▶ **EXERCISE**: Search the records for the string "static", then copy each line where it appears.

▶ **SOURCE MATERIAL**:
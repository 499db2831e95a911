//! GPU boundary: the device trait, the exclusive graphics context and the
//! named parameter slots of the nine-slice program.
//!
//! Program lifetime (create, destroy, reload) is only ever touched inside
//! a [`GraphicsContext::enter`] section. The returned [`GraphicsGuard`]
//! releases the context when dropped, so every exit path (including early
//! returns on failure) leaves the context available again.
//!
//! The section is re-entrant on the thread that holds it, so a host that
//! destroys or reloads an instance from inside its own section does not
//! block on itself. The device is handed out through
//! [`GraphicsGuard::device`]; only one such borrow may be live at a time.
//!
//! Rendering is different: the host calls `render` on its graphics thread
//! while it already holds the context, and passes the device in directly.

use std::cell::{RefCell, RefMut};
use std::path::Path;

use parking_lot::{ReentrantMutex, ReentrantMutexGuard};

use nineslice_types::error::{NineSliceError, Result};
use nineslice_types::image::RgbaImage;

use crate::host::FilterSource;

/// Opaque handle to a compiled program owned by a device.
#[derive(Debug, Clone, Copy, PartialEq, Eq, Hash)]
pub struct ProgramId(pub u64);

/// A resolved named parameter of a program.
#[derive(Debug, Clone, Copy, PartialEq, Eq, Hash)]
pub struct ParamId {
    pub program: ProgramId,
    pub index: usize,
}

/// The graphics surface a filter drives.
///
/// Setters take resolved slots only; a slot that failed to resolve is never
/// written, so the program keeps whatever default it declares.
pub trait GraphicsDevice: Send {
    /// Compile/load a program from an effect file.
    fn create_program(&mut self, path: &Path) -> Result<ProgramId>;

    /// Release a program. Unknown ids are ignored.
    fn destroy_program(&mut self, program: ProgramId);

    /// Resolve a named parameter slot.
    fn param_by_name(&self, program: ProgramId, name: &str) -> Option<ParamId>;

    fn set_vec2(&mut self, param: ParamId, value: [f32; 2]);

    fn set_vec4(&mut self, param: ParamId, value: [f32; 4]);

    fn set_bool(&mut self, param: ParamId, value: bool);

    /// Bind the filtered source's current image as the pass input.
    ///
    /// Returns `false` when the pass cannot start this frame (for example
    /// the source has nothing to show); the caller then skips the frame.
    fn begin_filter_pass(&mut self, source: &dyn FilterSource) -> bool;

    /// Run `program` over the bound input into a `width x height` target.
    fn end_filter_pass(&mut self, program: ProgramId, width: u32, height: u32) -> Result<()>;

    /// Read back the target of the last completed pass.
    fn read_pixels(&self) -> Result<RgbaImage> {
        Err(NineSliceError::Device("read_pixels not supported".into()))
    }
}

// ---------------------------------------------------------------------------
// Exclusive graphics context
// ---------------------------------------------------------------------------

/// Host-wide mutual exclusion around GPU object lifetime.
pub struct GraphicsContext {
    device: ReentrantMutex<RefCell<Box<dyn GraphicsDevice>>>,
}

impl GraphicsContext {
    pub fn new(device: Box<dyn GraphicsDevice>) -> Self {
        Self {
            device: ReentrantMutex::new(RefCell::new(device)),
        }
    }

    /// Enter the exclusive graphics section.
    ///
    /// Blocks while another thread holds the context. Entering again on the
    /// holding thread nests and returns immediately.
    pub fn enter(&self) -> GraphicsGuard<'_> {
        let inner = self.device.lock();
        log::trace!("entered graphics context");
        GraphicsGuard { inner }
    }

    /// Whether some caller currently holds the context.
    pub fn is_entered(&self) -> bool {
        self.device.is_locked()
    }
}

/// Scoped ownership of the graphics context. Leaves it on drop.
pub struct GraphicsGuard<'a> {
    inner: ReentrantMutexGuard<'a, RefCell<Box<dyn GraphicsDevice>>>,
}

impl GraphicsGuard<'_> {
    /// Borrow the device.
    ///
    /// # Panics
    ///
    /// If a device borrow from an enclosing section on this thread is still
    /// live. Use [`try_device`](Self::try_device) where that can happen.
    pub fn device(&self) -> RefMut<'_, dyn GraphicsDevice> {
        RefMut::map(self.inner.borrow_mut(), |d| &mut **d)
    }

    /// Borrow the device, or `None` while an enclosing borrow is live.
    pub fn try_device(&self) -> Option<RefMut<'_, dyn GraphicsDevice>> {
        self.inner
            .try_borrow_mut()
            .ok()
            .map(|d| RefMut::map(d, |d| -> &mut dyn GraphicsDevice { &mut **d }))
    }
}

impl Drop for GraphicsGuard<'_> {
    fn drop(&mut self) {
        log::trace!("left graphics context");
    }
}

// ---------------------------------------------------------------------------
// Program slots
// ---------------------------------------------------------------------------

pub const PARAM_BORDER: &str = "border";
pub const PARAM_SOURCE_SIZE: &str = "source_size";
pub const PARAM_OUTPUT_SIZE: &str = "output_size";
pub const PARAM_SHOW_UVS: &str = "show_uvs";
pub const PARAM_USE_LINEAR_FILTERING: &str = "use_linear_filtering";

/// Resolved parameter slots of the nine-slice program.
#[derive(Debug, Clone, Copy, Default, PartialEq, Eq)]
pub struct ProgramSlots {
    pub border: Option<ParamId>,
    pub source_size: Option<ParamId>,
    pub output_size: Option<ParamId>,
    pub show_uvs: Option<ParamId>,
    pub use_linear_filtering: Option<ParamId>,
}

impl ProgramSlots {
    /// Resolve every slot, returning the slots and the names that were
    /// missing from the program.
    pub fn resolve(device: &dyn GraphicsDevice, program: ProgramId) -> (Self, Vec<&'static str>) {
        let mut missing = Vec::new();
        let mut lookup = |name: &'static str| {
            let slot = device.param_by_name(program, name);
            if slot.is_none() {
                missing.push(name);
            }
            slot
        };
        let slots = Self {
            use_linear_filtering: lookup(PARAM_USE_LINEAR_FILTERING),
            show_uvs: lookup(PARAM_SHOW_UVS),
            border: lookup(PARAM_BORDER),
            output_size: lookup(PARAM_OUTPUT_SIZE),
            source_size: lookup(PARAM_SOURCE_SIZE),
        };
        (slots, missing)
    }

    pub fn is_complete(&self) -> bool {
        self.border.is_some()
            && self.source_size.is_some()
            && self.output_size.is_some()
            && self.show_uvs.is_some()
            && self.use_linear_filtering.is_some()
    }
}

▶ **WRITTEN SOLUTION**:
    pub fn resolve(device: &dyn GraphicsDevice, program: ProgramId) -> (Self, Vec<&'static str>) {
        let mut lookup = |name: &'static str| {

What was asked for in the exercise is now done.